_Your assignment_
Extract the listing in its entirety, keeping each line identical to the original.

_Data excerpts_

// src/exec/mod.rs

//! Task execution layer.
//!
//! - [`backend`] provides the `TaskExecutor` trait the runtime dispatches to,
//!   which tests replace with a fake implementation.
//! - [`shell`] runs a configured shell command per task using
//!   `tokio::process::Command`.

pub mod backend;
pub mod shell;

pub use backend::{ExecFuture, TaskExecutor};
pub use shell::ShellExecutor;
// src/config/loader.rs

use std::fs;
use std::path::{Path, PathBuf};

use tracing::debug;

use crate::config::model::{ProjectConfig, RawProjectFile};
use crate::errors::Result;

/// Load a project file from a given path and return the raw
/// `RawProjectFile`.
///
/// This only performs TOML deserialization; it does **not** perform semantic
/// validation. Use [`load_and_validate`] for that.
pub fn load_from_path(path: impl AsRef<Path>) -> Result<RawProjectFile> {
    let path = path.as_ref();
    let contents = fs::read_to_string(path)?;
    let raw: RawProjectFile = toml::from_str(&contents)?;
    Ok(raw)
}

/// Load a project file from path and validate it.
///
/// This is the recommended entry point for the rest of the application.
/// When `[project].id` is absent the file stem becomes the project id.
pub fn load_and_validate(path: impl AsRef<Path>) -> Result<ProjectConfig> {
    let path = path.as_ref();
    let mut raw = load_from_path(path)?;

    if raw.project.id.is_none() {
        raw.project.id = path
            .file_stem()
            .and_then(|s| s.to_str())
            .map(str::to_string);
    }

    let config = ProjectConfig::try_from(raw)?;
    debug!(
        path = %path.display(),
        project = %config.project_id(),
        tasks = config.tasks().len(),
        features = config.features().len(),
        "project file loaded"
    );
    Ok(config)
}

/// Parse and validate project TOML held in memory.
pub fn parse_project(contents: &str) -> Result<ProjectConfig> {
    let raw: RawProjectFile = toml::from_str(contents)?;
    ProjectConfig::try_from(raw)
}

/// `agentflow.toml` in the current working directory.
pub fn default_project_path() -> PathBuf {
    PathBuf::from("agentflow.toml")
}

_Reply to the task_
// src/exec/mod.rs

//! Task execution layer.
//!
//! - [`backend`] provides the `TaskExecutor` trait the runtime dispatches to,
//!   which tests replace with a fake implementation.
//! - [`shell`] runs a configured shell command per task using
//!   `tokio::process::Command`.

pub mod backend;
pub mod shell;

pub use backend::{ExecFuture, TaskExecutor};
pub use shell::ShellExecutor;
// src/config/loader.rs

use std::fs;
use std::path::{Path, PathBuf};

use tracing::debug;

use crate::config::model::{ProjectConfig, RawProjectFile};
use crate::errors::Result;

/// Load a project file from a given path and return the raw
/// `RawProjectFile`.
///
/// This only performs TOML deserialization; it does **not** perform semantic
/// validation. Use [`load_and_validate`] for that.
pub fn load_from_path(path: impl AsRef<Path>) -> Result<RawProjectFile> {
    let path = path.as_ref();
    let contents = fs::read_to_string(path)?;
    let raw: RawProjectFile = toml::from_str(&contents)?;
    Ok(raw)
}

/// Load a project file from path and validate it.
///
/// This is the recommended entry point for the rest of the application.
/// When `[project].id` is absent the file stem becomes the project id.
pub fn load_and_validate(path: impl AsRef<Path>) -> Result<ProjectConfig> {
    let path = path.as_ref();
    let mut raw = load_from_path(path)?;

    if raw.project.id.is_none() {
        raw.project.id = path
            .file_stem()
            .and_then(|s| s.to_str())
            .map(str::to_string);
    }

    let config = ProjectConfig::try_from(raw)?;
    debug!(
        path = %path.display(),
        project = %config.project_id(),
        tasks = config.tasks().len(),
        features = config.features().len(),
        "project file loaded"
    );
    Ok(config)
}

/// Parse and validate project TOML held in memory.
pub fn parse_project(contents: &str) -> Result<ProjectConfig> {
    let raw: RawProjectFile = toml::from_str(contents)?;
    ProjectConfig::try_from(raw)
}

/// `agentflow.toml` in the current working directory.
pub fn default_project_path() -> PathBuf {
    PathBuf::from("agentflow.toml")
}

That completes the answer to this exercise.